# 🌐 Scraping, Part 6: Table Talk

*From HTML table to data table.*

## The `<table>` element

<pre style="font-size: 0.85em; line-height: 0.85em;"> ┌───────────┐
 │  &lt;table&gt;  │
 └─┬─────────┘
   │  ┌───────────┐
   ├─►│  &lt;thead&gt;  │
   │  └─────┬─────┘
   │        │  ┌───────┐
   │        └─►│  &lt;tr&gt; │
   │           └───┬───┘
   │               │  ┌────────┐
   │               └─►│  &lt;th&gt;  │
   │                  └────────┘
   │  ┌───────────┐
   └─►│  &lt;tbody&gt;  │
      └─────┬─────┘
            │  ┌────────┐
            └─►│  &lt;tr&gt;  │
               └───┬────┘
                   │  ┌────────┐
                   └─►│  &lt;td&gt;  │
                      └────────┘
</pre>

Let's try parsing the table of giant watermelons from "`Homework 02, Part 2: The command line is fun (I promise) (optional)`"

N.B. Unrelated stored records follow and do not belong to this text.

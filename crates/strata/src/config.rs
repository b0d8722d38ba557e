//! Configuration types for Strata.
//!
//! All types implement [`serde::Deserialize`] with per-field defaults, so a
//! partial TOML file overrides only what it names.
//!
//! # Overview
//!
//! - [`AppConfig`] - Top-level configuration combining every section.
//! - [`RoutingConfig`] - Connector routing parameters.
//! - [`StyleConfig`] - Rendering and export appearance.
//! - [`StoreConfig`] - Which persistence backend is used and where it lives.
//! - [`AnalysisConfig`] - The generative model endpoint and retry budget.
//! - [`ShareConfig`] - Base URL of shared links.
//!
//! # Example
//!
//! ```
//! # use strata::config::AppConfig;
//! let config = AppConfig::default();
//! assert_eq!(config.routing().parallel_spacing(), 20.0);
//! assert_eq!(config.analysis().max_attempts(), 3);
//! assert!(config.style().background_color().is_ok());
//! ```

use std::{path::PathBuf, time::Duration};

use serde::Deserialize;

use strata_core::{color::Color, routing::DEFAULT_PARALLEL_SPACING};

/// Top-level application configuration.
#[derive(Debug, Clone, Default, Deserialize)]
pub struct AppConfig {
    #[serde(default)]
    routing: RoutingConfig,

    #[serde(default)]
    style: StyleConfig,

    #[serde(default)]
    store: StoreConfig,

    #[serde(default)]
    analysis: AnalysisConfig,

    #[serde(default)]
    share: ShareConfig,
}

impl AppConfig {
    /// Returns the routing configuration.
    pub fn routing(&self) -> &RoutingConfig {
        &self.routing
    }

    /// Returns the style configuration.
    pub fn style(&self) -> &StyleConfig {
        &self.style
    }

    /// Returns the persistence configuration.
    pub fn store(&self) -> &StoreConfig {
        &self.store
    }

    /// Returns the analysis configuration.
    pub fn analysis(&self) -> &AnalysisConfig {
        &self.analysis
    }

    /// Returns the share configuration.
    pub fn share(&self) -> &ShareConfig {
        &self.share
    }

    /// Overrides the store directory. Used when the caller resolves a
    /// platform data directory the library cannot know about.
    pub fn with_store_path(mut self, path: impl Into<PathBuf>) -> Self {
        self.store.path = Some(path.into());
        self
    }
}

/// Connector routing parameters.
#[derive(Debug, Clone, Deserialize)]
pub struct RoutingConfig {
    /// Distance between parallel connectors joining the same entity pair.
    #[serde(default = "default_parallel_spacing")]
    parallel_spacing: f32,
}

impl Default for RoutingConfig {
    fn default() -> Self {
        Self {
            parallel_spacing: default_parallel_spacing(),
        }
    }
}

impl RoutingConfig {
    pub fn parallel_spacing(&self) -> f32 {
        self.parallel_spacing
    }
}

fn default_parallel_spacing() -> f32 {
    DEFAULT_PARALLEL_SPACING
}

/// Visual styling configuration for rendered diagrams.
#[derive(Debug, Clone, Deserialize)]
pub struct StyleConfig {
    /// Background [`Color`] of the rendered diagram, as a color string.
    #[serde(default)]
    background_color: Option<String>,

    /// Pixel density multiplier for raster export.
    #[serde(default = "default_export_scale")]
    export_scale: f32,
}

impl Default for StyleConfig {
    fn default() -> Self {
        Self {
            background_color: None,
            export_scale: default_export_scale(),
        }
    }
}

impl StyleConfig {
    /// Returns the parsed background [`Color`], or `None` if no color is configured.
    ///
    /// # Errors
    ///
    /// Returns an error if the configured color string cannot be parsed
    /// into a valid [`Color`].
    pub fn background_color(&self) -> Result<Option<Color>, String> {
        self.background_color
            .as_ref()
            .map(|color| Color::new(color))
            .transpose()
            .map_err(|err| format!("Invalid background color in config: {err}"))
    }

    pub fn export_scale(&self) -> f32 {
        self.export_scale
    }
}

fn default_export_scale() -> f32 {
    2.0
}

/// The persistence backend.
#[derive(Debug, Clone, Copy, Default, PartialEq, Eq, Deserialize)]
#[serde(rename_all = "lowercase")]
pub enum StoreBackend {
    /// One JSON file per structure in a local directory.
    #[default]
    File,
    /// The structures REST API.
    Http,
}

/// Persistence configuration.
#[derive(Debug, Clone, Default, Deserialize)]
pub struct StoreConfig {
    #[serde(default)]
    backend: StoreBackend,

    /// Directory of the file store.
    #[serde(default)]
    path: Option<PathBuf>,

    /// Root of the structures API, e.g. `http://localhost:3000/api`.
    #[serde(default)]
    base_url: Option<String>,
}

impl StoreConfig {
    pub fn backend(&self) -> StoreBackend {
        self.backend
    }

    pub fn path(&self) -> Option<&PathBuf> {
        self.path.as_ref()
    }

    pub fn base_url(&self) -> Option<&str> {
        self.base_url.as_deref()
    }
}

/// Generative model and retry configuration for tax analysis.
#[derive(Debug, Clone, Deserialize)]
pub struct AnalysisConfig {
    #[serde(default = "default_analysis_endpoint")]
    endpoint: String,

    #[serde(default = "default_analysis_model")]
    model: String,

    /// Name of the environment variable holding the API key.
    #[serde(default = "default_api_key_env")]
    api_key_env: String,

    #[serde(default = "default_max_attempts")]
    max_attempts: u32,

    #[serde(default = "default_base_delay_ms")]
    base_delay_ms: u64,

    #[serde(default = "default_timeout_secs")]
    timeout_secs: u64,
}

impl Default for AnalysisConfig {
    fn default() -> Self {
        Self {
            endpoint: default_analysis_endpoint(),
            model: default_analysis_model(),
            api_key_env: default_api_key_env(),
            max_attempts: default_max_attempts(),
            base_delay_ms: default_base_delay_ms(),
            timeout_secs: default_timeout_secs(),
        }
    }
}

impl AnalysisConfig {
    pub fn endpoint(&self) -> &str {
        &self.endpoint
    }

    pub fn model(&self) -> &str {
        &self.model
    }

    pub fn api_key_env(&self) -> &str {
        &self.api_key_env
    }

    pub fn max_attempts(&self) -> u32 {
        self.max_attempts
    }

    /// Delay before the first retry; later retries double it.
    pub fn base_delay(&self) -> Duration {
        Duration::from_millis(self.base_delay_ms)
    }

    pub fn timeout(&self) -> Duration {
        Duration::from_secs(self.timeout_secs)
    }
}

fn default_analysis_endpoint() -> String {
    "https://generativelanguage.googleapis.com/v1beta".to_string()
}

fn default_analysis_model() -> String {
    "gemini-3-flash-preview".to_string()
}

fn default_api_key_env() -> String {
    "GEMINI_API_KEY".to_string()
}

fn default_max_attempts() -> u32 {
    3
}

fn default_base_delay_ms() -> u64 {
    1000
}

fn default_timeout_secs() -> u64 {
    120
}

/// Shared link configuration.
#[derive(Debug, Clone, Deserialize)]
pub struct ShareConfig {
    #[serde(default = "default_share_base_url")]
    base_url: String,
}

impl Default for ShareConfig {
    fn default() -> Self {
        Self {
            base_url: default_share_base_url(),
        }
    }
}

impl ShareConfig {
    pub fn base_url(&self) -> &str {
        &self.base_url
    }
}

fn default_share_base_url() -> String {
    "http://localhost:3000".to_string()
}

#[cfg(test)]
mod tests {
    use super::*;

    #[test]
    fn test_defaults() {
        let config = AppConfig::default();

        assert_eq!(config.style().export_scale(), 2.0);
        assert_eq!(config.store().backend(), StoreBackend::File);
        assert_eq!(config.analysis().api_key_env(), "GEMINI_API_KEY");
        assert_eq!(config.analysis().base_delay(), Duration::from_secs(1));
        assert_eq!(config.share().base_url(), "http://localhost:3000");
        assert!(config.style().background_color().unwrap().is_none());
    }

    #[test]
    fn test_invalid_background_color() {
        let config = StyleConfig {
            background_color: Some("not-a-color".to_string()),
            ..StyleConfig::default()
        };

        let err = config.background_color().unwrap_err();
        assert!(err.contains("Invalid background color"));
    }
}
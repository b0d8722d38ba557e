//! Error types for Strata operations.
//!
//! This module provides the main error type [`StrataError`], which wraps the
//! per-concern errors of persistence, analysis and export. Model edits never
//! fail and have no variant here.

use std::io;

use thiserror::Error;

use crate::{analysis::AnalysisError, export::ExportError, store::StoreError};

/// The main error type for Strata operations.
#[derive(Debug, Error)]
pub enum StrataError {
    #[error("I/O error: {0}")]
    Io(#[from] io::Error),

    #[error("JSON error: {0}")]
    Json(#[from] serde_json::Error),

    #[error("Configuration error: {0}")]
    Config(String),

    #[error("Store error: {0}")]
    Store(#[from] StoreError),

    #[error("Analysis error: {0}")]
    Analysis(#[from] AnalysisError),

    #[error("Export error: {0}")]
    Export(#[from] ExportError),

    #[error("Unknown template `{0}`")]
    UnknownTemplate(String),
}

Here's the website: http://www.bigpumpkins.com/WeighoffResultsGPC.aspx?c=W&y=2022

In [1]:
import requests
from bs4 import BeautifulSoup

Let's fetch the HTML:

In [2]:
watermelon_url = "http://www.bigpumpkins.com/WeighoffResultsGPC.aspx?c=W&y=2022"
watermelon_html = requests.get(watermelon_url).text

... and convert it to a `BeautifulSoup` object:

In [3]:
watermelon_soup = BeautifulSoup(watermelon_html)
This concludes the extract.